* [Task objective]: Report each line from the data below that holds the word "next".

* [Dataset content]:
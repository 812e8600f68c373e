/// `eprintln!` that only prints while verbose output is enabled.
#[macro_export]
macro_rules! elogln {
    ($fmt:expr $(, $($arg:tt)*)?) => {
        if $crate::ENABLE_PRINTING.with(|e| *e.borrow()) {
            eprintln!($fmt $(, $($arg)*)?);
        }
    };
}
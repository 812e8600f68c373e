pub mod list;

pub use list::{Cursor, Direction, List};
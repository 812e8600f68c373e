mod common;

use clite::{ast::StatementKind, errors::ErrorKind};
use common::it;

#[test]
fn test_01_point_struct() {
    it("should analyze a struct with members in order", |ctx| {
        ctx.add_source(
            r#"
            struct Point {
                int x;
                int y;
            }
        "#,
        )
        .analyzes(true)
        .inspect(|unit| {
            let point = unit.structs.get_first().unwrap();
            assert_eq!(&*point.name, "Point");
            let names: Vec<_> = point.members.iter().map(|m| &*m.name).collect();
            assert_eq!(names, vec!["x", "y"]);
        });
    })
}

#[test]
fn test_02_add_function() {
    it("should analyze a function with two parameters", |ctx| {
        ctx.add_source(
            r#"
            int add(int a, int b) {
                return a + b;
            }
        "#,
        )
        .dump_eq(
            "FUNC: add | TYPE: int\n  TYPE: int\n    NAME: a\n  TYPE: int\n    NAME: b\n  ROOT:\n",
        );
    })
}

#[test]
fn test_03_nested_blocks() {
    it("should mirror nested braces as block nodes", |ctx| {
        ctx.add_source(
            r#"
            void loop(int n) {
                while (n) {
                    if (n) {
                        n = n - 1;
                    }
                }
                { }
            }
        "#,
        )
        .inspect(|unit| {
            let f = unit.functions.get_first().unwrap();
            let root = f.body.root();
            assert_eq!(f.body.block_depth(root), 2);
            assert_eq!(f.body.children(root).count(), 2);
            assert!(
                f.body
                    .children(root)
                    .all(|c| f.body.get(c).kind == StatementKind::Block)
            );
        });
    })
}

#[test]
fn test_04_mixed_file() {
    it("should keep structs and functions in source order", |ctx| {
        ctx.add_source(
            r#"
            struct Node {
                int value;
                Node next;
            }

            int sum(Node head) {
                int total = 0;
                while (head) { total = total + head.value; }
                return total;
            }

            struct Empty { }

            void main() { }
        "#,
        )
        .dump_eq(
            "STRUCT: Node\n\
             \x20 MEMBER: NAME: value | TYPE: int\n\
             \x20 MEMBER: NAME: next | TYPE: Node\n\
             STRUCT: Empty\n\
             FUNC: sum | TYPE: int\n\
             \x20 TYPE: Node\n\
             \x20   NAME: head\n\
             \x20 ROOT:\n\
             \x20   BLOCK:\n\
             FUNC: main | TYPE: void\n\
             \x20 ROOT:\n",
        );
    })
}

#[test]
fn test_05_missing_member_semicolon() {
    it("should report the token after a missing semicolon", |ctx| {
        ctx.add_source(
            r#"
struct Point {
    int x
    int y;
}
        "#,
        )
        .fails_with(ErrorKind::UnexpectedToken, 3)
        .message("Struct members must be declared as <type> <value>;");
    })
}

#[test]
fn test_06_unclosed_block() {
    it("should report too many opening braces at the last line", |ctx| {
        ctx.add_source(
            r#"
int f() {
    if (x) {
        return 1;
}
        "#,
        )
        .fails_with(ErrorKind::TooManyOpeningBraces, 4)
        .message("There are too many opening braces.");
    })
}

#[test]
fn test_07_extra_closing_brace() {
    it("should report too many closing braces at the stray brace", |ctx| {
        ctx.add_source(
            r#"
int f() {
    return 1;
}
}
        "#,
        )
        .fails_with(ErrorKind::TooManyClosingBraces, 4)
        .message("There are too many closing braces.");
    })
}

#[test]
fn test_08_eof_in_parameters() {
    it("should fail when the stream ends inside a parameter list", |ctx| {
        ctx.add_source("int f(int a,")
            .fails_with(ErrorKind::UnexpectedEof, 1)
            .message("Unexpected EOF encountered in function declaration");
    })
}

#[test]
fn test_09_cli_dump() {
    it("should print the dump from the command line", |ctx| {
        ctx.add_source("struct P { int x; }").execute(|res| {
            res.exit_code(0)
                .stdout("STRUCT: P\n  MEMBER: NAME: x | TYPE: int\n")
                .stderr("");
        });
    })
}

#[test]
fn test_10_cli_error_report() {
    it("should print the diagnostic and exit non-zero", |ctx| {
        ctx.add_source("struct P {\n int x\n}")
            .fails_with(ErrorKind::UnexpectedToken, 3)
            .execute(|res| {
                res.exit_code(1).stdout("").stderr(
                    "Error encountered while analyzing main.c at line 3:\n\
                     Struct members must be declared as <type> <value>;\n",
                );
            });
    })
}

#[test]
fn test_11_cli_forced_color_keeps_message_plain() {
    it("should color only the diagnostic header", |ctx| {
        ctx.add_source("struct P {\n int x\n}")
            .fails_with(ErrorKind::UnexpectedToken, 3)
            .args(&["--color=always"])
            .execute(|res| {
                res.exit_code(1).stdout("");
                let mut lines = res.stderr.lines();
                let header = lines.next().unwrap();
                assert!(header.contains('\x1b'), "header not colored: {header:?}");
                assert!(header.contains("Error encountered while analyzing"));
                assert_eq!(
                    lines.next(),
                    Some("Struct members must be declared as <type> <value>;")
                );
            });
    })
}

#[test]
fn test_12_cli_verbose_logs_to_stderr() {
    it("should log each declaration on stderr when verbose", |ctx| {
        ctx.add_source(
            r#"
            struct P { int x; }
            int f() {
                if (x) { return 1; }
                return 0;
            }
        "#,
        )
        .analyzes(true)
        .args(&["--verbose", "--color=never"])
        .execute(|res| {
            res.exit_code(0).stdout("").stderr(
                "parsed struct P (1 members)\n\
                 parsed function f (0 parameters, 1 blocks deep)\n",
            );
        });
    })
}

* [Solution for this task]:
                Node next;
             \x20 MEMBER: NAME: next | TYPE: Node\n\
                let header = lines.next().unwrap();
                    lines.next(),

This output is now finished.